É um passeio com diálogos curtos, já que a nossa pergunta é simples. “Boa tarde! O senhor sabe onde será instalada a dita sala de chuto que a junta de freguesia está a denunciar?”. O senhor, a passear o seu cão, responde logo que nem sabe do que se trata. “E tenho uma neta na escola, mas não ouvi dizer nada”, diz, e segue o seu caminho. Num dos cafés da rua Vasco da Gama Fernandes há dois ou três clientes, que também desconhecem a informação. Na esquina oposta, onde fica o moderno prédio da Unidade de Cuidados de Saúde Personalizados Santa Clara e Lumiar, os utentes à espera do atendimento, na calçada, nunca ouviram falar em outro equipamento de saúde pela zona.
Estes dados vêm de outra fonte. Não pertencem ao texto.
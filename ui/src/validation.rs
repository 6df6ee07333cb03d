//! Input validation for user-entered form fields.
//!
//! All validators share the [`Validator`] trait so they can be composed at
//! the form layer. The checks are plain character-class scans; no regular
//! expression engine is involved.

use thiserror::Error;

/// Core validation trait implemented by all validators.
///
/// # Type Parameters
///
/// * `T` - The type of data being validated (can be unsized like `str`)
pub trait Validator<T: ?Sized> {
    type Error;

    /// Validate the input and return Ok(()) if valid, or Err with validation error
    fn validate(&self, input: &T) -> Result<(), Self::Error>;
}

#[derive(Debug, Clone, PartialEq, Eq, Error)]
pub enum ValidationError {
    #[error("invalid email address: {0}")]
    Email(String),
    #[error("invalid phone number: {0}")]
    Phone(String),
    #[error("invalid ID number: {0}")]
    IdNumber(String),
}

/// Validator for email addresses: one `@`, a non-empty local part, and a
/// dotted domain whose final label is at least two letters.
pub struct EmailValidator;

impl Validator<str> for EmailValidator {
    type Error = ValidationError;

    fn validate(&self, input: &str) -> Result<(), Self::Error> {
        let fail = || ValidationError::Email(input.to_string());

        let (local, domain) = input.split_once('@').ok_or_else(fail)?;
        if local.is_empty() || domain.contains('@') {
            return Err(fail());
        }
        if !local
            .chars()
            .all(|c| c.is_ascii_alphanumeric() || matches!(c, '.' | '_' | '%' | '+' | '-'))
        {
            return Err(fail());
        }

        let labels: Vec<&str> = domain.split('.').collect();
        if labels.len() < 2 {
            return Err(fail());
        }
        for label in &labels {
            if label.is_empty()
                || !label.chars().all(|c| c.is_ascii_alphanumeric() || c == '-')
            {
                return Err(fail());
            }
        }
        let tld = labels[labels.len() - 1];
        if tld.len() < 2 || !tld.chars().all(|c| c.is_ascii_alphabetic()) {
            return Err(fail());
        }

        Ok(())
    }
}

/// Validator for CN mobile numbers: 11 digits, `1` followed by `3`-`9`.
pub struct PhoneValidator;

impl Validator<str> for PhoneValidator {
    type Error = ValidationError;

    fn validate(&self, input: &str) -> Result<(), Self::Error> {
        let bytes = input.as_bytes();
        let valid = bytes.len() == 11
            && bytes[0] == b'1'
            && (b'3'..=b'9').contains(&bytes[1])
            && input.chars().all(|c| c.is_ascii_digit());
        if valid {
            Ok(())
        } else {
            Err(ValidationError::Phone(input.to_string()))
        }
    }
}

/// Validator for resident ID numbers: 15 digits, 18 digits, or 17 digits
/// followed by a digit or `X`/`x`.
pub struct IdNumberValidator;

impl Validator<str> for IdNumberValidator {
    type Error = ValidationError;

    fn validate(&self, input: &str) -> Result<(), Self::Error> {
        let bytes = input.as_bytes();
        let valid = match bytes.len() {
            15 => bytes.iter().all(u8::is_ascii_digit),
            18 => {
                bytes[..17].iter().all(u8::is_ascii_digit)
                    && matches!(bytes[17], b'0'..=b'9' | b'X' | b'x')
            }
            _ => false,
        };
        if valid {
            Ok(())
        } else {
            Err(ValidationError::IdNumber(input.to_string()))
        }
    }
}
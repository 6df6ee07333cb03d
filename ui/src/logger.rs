use crate::config;
use fern::colors::{Color, ColoredLevelConfig};
use log::LevelFilter;
use std::fs::OpenOptions;

pub fn setup_logger() -> Result<(), log::SetLoggerError> {
    let config = config::get_config_or_panic();
    let log_level = match config.logging().level().to_lowercase().as_str() {
        "trace" => LevelFilter::Trace,
        "debug" => LevelFilter::Debug,
        "warn" => LevelFilter::Warn,
        "error" => LevelFilter::Error,
        _ => LevelFilter::Info, // Default to Info for any other value
    };

    let colors = ColoredLevelConfig::new()
        .trace(Color::BrightBlack)
        .debug(Color::BrightBlue)
        .info(Color::Green)
        .warn(Color::Yellow)
        .error(Color::Red);

    let base_config = fern::Dispatch::new()
        .format(move |out, message, record| {
            out.finish(format_args!(
                "[{} {} {}] {}",
                chrono::Local::now().format("%Y-%m-%d %H:%M:%S"),
                colors.color(record.level()),
                record.target(),
                message
            ))
        })
        .level(log_level)
        .chain(std::io::stderr());

    // Mirror output into a log file when one is configured.
    if let Some(file_path) = config.logging().file() {
        match OpenOptions::new().create(true).append(true).open(file_path) {
            Ok(file) => {
                base_config.chain(file).apply()?;
            }
            Err(e) => {
                eprintln!("Warning: Failed to open log file '{file_path}': {e}");
                eprintln!("Continuing without file logging.");
                base_config.apply()?;
            }
        }
    } else {
        base_config.apply()?;
    }

    log::info!(
        "Logger initialized with level: {}",
        config.logging().level()
    );
    Ok(())
}
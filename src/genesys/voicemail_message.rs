use serde_derive::Deserialize;
use url::Url;

/// Voicemail message queued in the platform.
#[derive(Deserialize, Debug, Clone, PartialEq, Eq)]
#[serde(rename_all = "camelCase")]
pub struct VoicemailMessage {
    /// Unique identifier of the voicemail message.
    pub id: String,
    /// Conversation the voicemail was left in.
    pub conversation: Option<VoicemailConversation>,
}

impl VoicemailMessage {
    /// Checks whether the message belongs to the specified conversation.
    pub fn belongs_to(&self, conversation_id: &str) -> bool {
        self.conversation
            .as_ref()
            .is_some_and(|conversation| conversation.id == conversation_id)
    }
}

#[derive(Deserialize, Debug, Clone, PartialEq, Eq)]
pub struct VoicemailConversation {
    pub id: String,
}

/// Single page of the queue voicemail messages listing.
#[derive(Deserialize, Debug, Clone, PartialEq, Eq)]
#[serde(rename_all = "camelCase")]
pub struct VoicemailMessagesPage {
    #[serde(default)]
    pub entities: Vec<VoicemailMessage>,
    /// URI of the next page, absent for the last page.
    pub next_uri: Option<String>,
}

/// Location of the voicemail message recording.
#[derive(Deserialize, Debug, Clone, PartialEq, Eq)]
#[serde(rename_all = "camelCase")]
pub struct VoicemailMedia {
    pub media_file_uri: Url,
}
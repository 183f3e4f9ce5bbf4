use serde_derive::{Deserialize, Serialize};
use std::fmt::{Display, Formatter};

/// Step of the secret rotation protocol, executed one per invocation.
#[derive(Deserialize, Serialize, Debug, Copy, Clone, PartialEq, Eq, Hash)]
#[serde(rename_all = "camelCase")]
pub enum RotationStep {
    /// Creates a new version of the secret staged as pending.
    CreateSecret,
    /// Sets the pending secret in the downstream system.
    SetSecret,
    /// Validates the pending secret.
    TestSecret,
    /// Promotes the pending secret to current.
    FinishSecret,
}

impl RotationStep {
    pub fn as_str(&self) -> &'static str {
        match self {
            RotationStep::CreateSecret => "createSecret",
            RotationStep::SetSecret => "setSecret",
            RotationStep::TestSecret => "testSecret",
            RotationStep::FinishSecret => "finishSecret",
        }
    }
}

impl Display for RotationStep {
    fn fmt(&self, f: &mut Formatter<'_>) -> std::fmt::Result {
        f.write_str(self.as_str())
    }
}

#[cfg(test)]
mod tests {
    use super::RotationStep;

    #[test]
    fn serialization() -> anyhow::Result<()> {
        for step in [
            RotationStep::CreateSecret,
            RotationStep::SetSecret,
            RotationStep::TestSecret,
            RotationStep::FinishSecret,
        ] {
            assert_eq!(
                serde_json::to_string(&step)?,
                format!("\"{}\"", step.as_str())
            );
            assert_eq!(
                serde_json::from_str::<RotationStep>(&format!("\"{step}\""))?,
                step
            );
        }

        Ok(())
    }

    #[test]
    fn rejects_unknown_steps() {
        assert!(serde_json::from_str::<RotationStep>(r#""rotateSecret""#).is_err());
        assert!(serde_json::from_str::<RotationStep>(r#""CreateSecret""#).is_err());
    }
}
use serde_derive::Deserialize;

/// OAuth access and refresh tokens issued by the platform login service.
#[derive(Deserialize, Clone, PartialEq, Eq)]
pub struct TokenPair {
    pub access_token: String,
    pub refresh_token: String,
}

impl std::fmt::Debug for TokenPair {
    fn fmt(&self, f: &mut std::fmt::Formatter<'_>) -> std::fmt::Result {
        f.debug_struct("TokenPair")
            .field("access_token", &"[REDACTED]")
            .field("refresh_token", &"[REDACTED]")
            .finish()
    }
}

#[cfg(test)]
mod tests {
    use super::TokenPair;
    use insta::assert_debug_snapshot;

    #[test]
    fn deserialization() -> anyhow::Result<()> {
        let token_pair: TokenPair = serde_json::from_str(
            r#"{
                "access_token": "access-2",
                "refresh_token": "refresh-2",
                "token_type": "bearer",
                "expires_in": 86399
            }"#,
        )?;
        assert_eq!(
            token_pair,
            TokenPair {
                access_token: "access-2".to_string(),
                refresh_token: "refresh-2".to_string(),
            }
        );

        assert_debug_snapshot!(token_pair, @r###"
        TokenPair {
            access_token: "[REDACTED]",
            refresh_token: "[REDACTED]",
        }
        "###);

        Ok(())
    }
}
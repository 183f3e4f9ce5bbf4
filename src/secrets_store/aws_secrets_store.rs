use crate::{
    error::Error as VoicemailBridgeError,
    secrets_store::{SecretStage, SecretValue, SecretVersions, SecretsStore},
};
use anyhow::{Context, anyhow, bail};
use async_trait::async_trait;
use aws_config::SdkConfig;
use aws_sdk_secretsmanager::{
    Client as SecretsManagerClient, error::SdkError as SecretsManagerSdkError,
};

/// Secrets store backed by AWS Secrets Manager.
#[derive(Clone, Debug)]
pub struct AwsSecretsStore {
    client: SecretsManagerClient,
}

impl AwsSecretsStore {
    /// Creates AWS Secrets Manager backed store from the shared SDK config.
    pub fn new(sdk_config: &SdkConfig) -> Self {
        Self {
            client: SecretsManagerClient::new(sdk_config),
        }
    }
}

/// Converts Secrets Manager SDK error to the native error, tagging missing resources so that
/// callers can distinguish them by kind.
fn map_sdk_error<E, R>(
    err: SecretsManagerSdkError<E, R>,
    is_not_found: impl FnOnce(&E) -> bool,
    context: String,
) -> anyhow::Error
where
    E: std::error::Error + Send + Sync + 'static,
    R: std::fmt::Debug + Send + Sync + 'static,
{
    let not_found = err.as_service_error().is_some_and(is_not_found);
    let err = anyhow!(err).context(context);
    if not_found {
        anyhow!(VoicemailBridgeError::resource_not_found_with_root_cause(
            err
        ))
    } else {
        err
    }
}

#[async_trait]
impl SecretsStore for AwsSecretsStore {
    async fn get_secret_value(
        &self,
        secret_id: &str,
        stage: SecretStage,
    ) -> anyhow::Result<SecretValue> {
        let output = self
            .client
            .get_secret_value()
            .secret_id(secret_id)
            .version_stage(stage.as_str())
            .send()
            .await
            .map_err(|err| {
                map_sdk_error(
                    err,
                    |err| err.is_resource_not_found_exception(),
                    format!("Cannot retrieve secret ({secret_id}) value staged as {stage}."),
                )
            })?;

        let Some(secret_string) = output.secret_string() else {
            bail!("Secret ({secret_id}) value staged as {stage} is not a string.");
        };

        Ok(SecretValue {
            version_id: output.version_id().map(str::to_string),
            secret_string: secret_string.to_string(),
        })
    }

    async fn put_secret_value(
        &self,
        secret_id: &str,
        client_request_token: &str,
        secret_string: &str,
        stages: &[SecretStage],
    ) -> anyhow::Result<()> {
        self.client
            .put_secret_value()
            .secret_id(secret_id)
            .client_request_token(client_request_token)
            .secret_string(secret_string)
            .set_version_stages(Some(
                stages.iter().map(|stage| stage.to_string()).collect(),
            ))
            .send()
            .await
            .with_context(|| {
                format!("Cannot put secret ({secret_id}) value ({client_request_token}).")
            })?;

        Ok(())
    }

    async fn describe_secret(&self, secret_id: &str) -> anyhow::Result<SecretVersions> {
        let output = self
            .client
            .describe_secret()
            .secret_id(secret_id)
            .send()
            .await
            .map_err(|err| {
                map_sdk_error(
                    err,
                    |err| err.is_resource_not_found_exception(),
                    format!("Cannot describe secret ({secret_id})."),
                )
            })?;

        Ok(output
            .version_ids_to_stages()
            .map(|versions| {
                versions
                    .iter()
                    .map(|(version_id, stages)| (version_id.clone(), stages.clone()))
                    .collect()
            })
            .unwrap_or_default())
    }

    async fn update_secret_version_stage(
        &self,
        secret_id: &str,
        stage: SecretStage,
        move_to_version_id: &str,
        remove_from_version_id: Option<&str>,
    ) -> anyhow::Result<()> {
        self.client
            .update_secret_version_stage()
            .secret_id(secret_id)
            .version_stage(stage.as_str())
            .move_to_version_id(move_to_version_id)
            .set_remove_from_version_id(remove_from_version_id.map(str::to_string))
            .send()
            .await
            .map_err(|err| {
                map_sdk_error(
                    err,
                    |err| err.is_resource_not_found_exception(),
                    format!(
                        "Cannot move {stage} stage of the secret ({secret_id}) to version ({move_to_version_id})."
                    ),
                )
            })?;

        Ok(())
    }
}
mod api_ext;
mod genesys_user;
mod platform_credentials;
mod token_pair;
mod voicemail_message;

pub use self::{
    genesys_user::GenesysUser,
    platform_credentials::PlatformCredentials,
    token_pair::TokenPair,
    voicemail_message::{VoicemailMedia, VoicemailMessage, VoicemailMessagesPage},
};
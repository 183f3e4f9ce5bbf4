mod error_kind;

use anyhow::anyhow;
use std::fmt::{Debug, Display, Formatter};

pub use error_kind::ErrorKind;

/// Voicemail bridge native error type.
#[derive(thiserror::Error)]
pub struct Error {
    root_cause: anyhow::Error,
    kind: ErrorKind,
}

impl Error {
    /// Creates a "resource not found" error instance with the given message.
    #[cfg(test)]
    pub fn resource_not_found<M>(message: M) -> Self
    where
        M: Display + Debug + Send + Sync + 'static,
    {
        Self {
            root_cause: anyhow!(message),
            kind: ErrorKind::ResourceNotFound,
        }
    }

    /// Creates a "resource not found" error instance with the given root cause.
    pub fn resource_not_found_with_root_cause(root_cause: anyhow::Error) -> Self {
        Self {
            root_cause,
            kind: ErrorKind::ResourceNotFound,
        }
    }

    /// Creates a "user not found" error instance with the given message.
    pub fn user_not_found<M>(message: M) -> Self
    where
        M: Display + Debug + Send + Sync + 'static,
    {
        Self {
            root_cause: anyhow!(message),
            kind: ErrorKind::UserNotFound,
        }
    }

    /// Returns the kind of the error.
    pub fn kind(&self) -> ErrorKind {
        self.kind
    }

    /// Returns the kind of the native error wrapped into the specified error, or
    /// `ErrorKind::Unknown` if the chain doesn't contain one.
    pub fn kind_of(err: &anyhow::Error) -> ErrorKind {
        err.downcast_ref::<Error>()
            .map(Error::kind)
            .unwrap_or(ErrorKind::Unknown)
    }
}

impl Display for Error {
    fn fmt(&self, f: &mut Formatter<'_>) -> std::fmt::Result {
        write!(f, "{:#}", self.root_cause)
    }
}

impl Debug for Error {
    fn fmt(&self, f: &mut Formatter<'_>) -> std::fmt::Result {
        Debug::fmt(&self.root_cause, f)
    }
}

impl From<anyhow::Error> for Error {
    fn from(err: anyhow::Error) -> Error {
        err.downcast::<Error>().unwrap_or_else(|root_cause| Error {
            root_cause,
            kind: ErrorKind::Unknown,
        })
    }
}
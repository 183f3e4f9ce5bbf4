use crate::{logging::RotationLogContext, rotation::RotationStep};
use serde_derive::{Deserialize, Serialize};

/// Rotation step event sent by the rotation orchestrator (AWS Secrets Manager).
#[derive(Deserialize, Serialize, Debug, Clone, PartialEq, Eq)]
#[serde(rename_all = "PascalCase")]
pub struct RotationRequest {
    /// ID (ARN) of the secret being rotated.
    pub secret_id: String,
    /// Idempotency token, also used as the ID of the new secret version.
    pub client_request_token: String,
    /// Rotation step to execute.
    pub step: RotationStep,
}

impl RotationRequest {
    /// Returns context used for the structured logging.
    pub fn log_context(&self) -> RotationLogContext<'_> {
        RotationLogContext::new(self.step, &self.secret_id)
    }
}
use anyhow::bail;
use std::{
    fmt::{Display, Formatter},
    str::FromStr,
};

/// Handler the process serves invocations with.
#[derive(Debug, Copy, Clone, PartialEq, Eq)]
pub enum HandlerKind {
    /// Executes secret rotation steps.
    RotateSecret,
    /// Exports conversation voicemails to the object store.
    ExportVoicemail,
}

impl HandlerKind {
    /// Names of all handlers as accepted on the command line.
    pub const NAMES: [&'static str; 2] = ["rotate-secret", "export-voicemail"];

    pub fn as_str(&self) -> &'static str {
        match self {
            Self::RotateSecret => Self::NAMES[0],
            Self::ExportVoicemail => Self::NAMES[1],
        }
    }
}

impl FromStr for HandlerKind {
    type Err = anyhow::Error;

    fn from_str(value: &str) -> Result<Self, Self::Err> {
        match value {
            "rotate-secret" => Ok(Self::RotateSecret),
            "export-voicemail" => Ok(Self::ExportVoicemail),
            _ => bail!("Unknown handler ({value})."),
        }
    }
}

impl Display for HandlerKind {
    fn fmt(&self, f: &mut Formatter<'_>) -> std::fmt::Result {
        f.write_str(self.as_str())
    }
}

#[cfg(test)]
mod tests {
    use super::HandlerKind;
    use std::str::FromStr;

    #[test]
    fn parses_handler_names() -> anyhow::Result<()> {
        for name in HandlerKind::NAMES {
            assert_eq!(HandlerKind::from_str(name)?.to_string(), name);
        }

        assert_eq!(
            HandlerKind::from_str("rotate")
                .unwrap_err()
                .to_string(),
            "Unknown handler (rotate)."
        );

        Ok(())
    }
}
mod aws_config;
mod genesys_config;
mod http_config;
mod raw_config;
mod voicemail_config;

pub use self::{
    aws_config::AwsConfig,
    genesys_config::GenesysConfig,
    http_config::{HttpClientConfig, HttpConfig},
    raw_config::RawConfig,
    voicemail_config::VoicemailConfig,
};

/// Main handlers config.
#[derive(Clone, Debug)]
pub struct Config {
    /// Version of the voicemail bridge binary.
    pub version: String,
    /// Configuration for the Genesys Cloud platform.
    pub genesys: GenesysConfig,
    /// Configuration for the AWS SDK clients.
    pub aws: AwsConfig,
    /// Configuration for the HTTP functionality.
    pub http: HttpConfig,
    /// Configuration for the voicemail export handler.
    pub voicemail: VoicemailConfig,
}

impl From<RawConfig> for Config {
    fn from(raw_config: RawConfig) -> Self {
        Self {
            version: env!("CARGO_PKG_VERSION").to_string(),
            genesys: raw_config.genesys,
            aws: raw_config.aws,
            http: raw_config.http,
            voicemail: raw_config.voicemail,
        }
    }
}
Pois sim, as salas de consumo assistido são mecanismos da política de saúde pública previstos em Lei em Portugal desde 2001. Nestes 23 anos que se passaram, Lisboa recebeu duas. Com a do Porto, o país tem três equipamentos para que consumidores de drogas as administrem de forma vigiada por profissionais das áreas da saúde e social. Para a Junta de Freguesia de Santa Clara, só a possibilidade da instalação de uma sala destas - baseando-se numa informação que não se sabe de onde veio - foi o motivo da notícia. “Foi-nos transmitido que se fala novamente em implementar o famigerado equipamento na Alta de Lisboa”, diz o executivo no comunicado. Do passeio pela zona, depreende-se que estes moradores ou não seguem as comunicações da sua JF ou, realmente, tudo não passa de mexericos de vizinhança.

Contactamos então quem está ao lado. “Nem a Junta de Freguesia do Lumiar, nem a Câmara Municipal de Lisboa têm conhecimento da origem do teor deste comunicado”, escreve o Gabinete de Apoio ao presidente da JF do Lumiar em resposta. Recorremos à chefia autárquica para mais esclarecimentos. “Não existe qualquer decisão ou proposta de localização para uma nova sala de consumo assistido em Lisboa”, responde a assessoria de comunicação da CML.

A hipótese de instalação de uma sala de chuto no Lumiar esteve, de facto, na mesa, em 2021, altura em que a junta de freguesia e a população marcaram oposição. “Quando surgiu o comunicado em questão o Sr. Presidente contactou imediatamente a Câmara Municipal de Lisboa sobre o conteúdo do mesmo e, mais uma vez, lhe foi assegurado que esse assunto não está sequer em consideração e que a decisão anunciada é definitiva”, acrescenta a JF do Lumiar na resposta.

Já da parte da Junta de Freguesia de Santa Clara não houve nenhuma resposta ao pedido de esclarecimentos sobre o motivo da publicação do comunicado a denunciar a eventual instalação da sala de chuto.